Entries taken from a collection

[Start of section]

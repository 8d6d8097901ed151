//! monster.com adapter.

use super::BoardAdapter;

pub struct MonsterAdapter;

impl BoardAdapter for MonsterAdapter {
    fn matches(&self, board_name: &str) -> bool {
        board_name.contains("monster")
    }

    fn card_selector(&self) -> &'static str {
        r#"[data-testid="svx-job-card"], .job-cardstyle, [class*="JobCard"]"#
    }

    fn name(&self) -> &str {
        "monster"
    }
}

[End of section]

**Exercise objective**. What you return should consist solely of the lines from the one containing "use super::BoardAdapter;" through the end of the entries above, reproduced exactly.

**Finished task**.
use super::BoardAdapter;

pub struct MonsterAdapter;

impl BoardAdapter for MonsterAdapter {
    fn matches(&self, board_name: &str) -> bool {
        board_name.contains("monster")
    }

    fn card_selector(&self) -> &'static str {
        r#"[data-testid="svx-job-card"], .job-cardstyle, [class*="JobCard"]"#
    }

    fn name(&self) -> &str {
        "monster"
    }
}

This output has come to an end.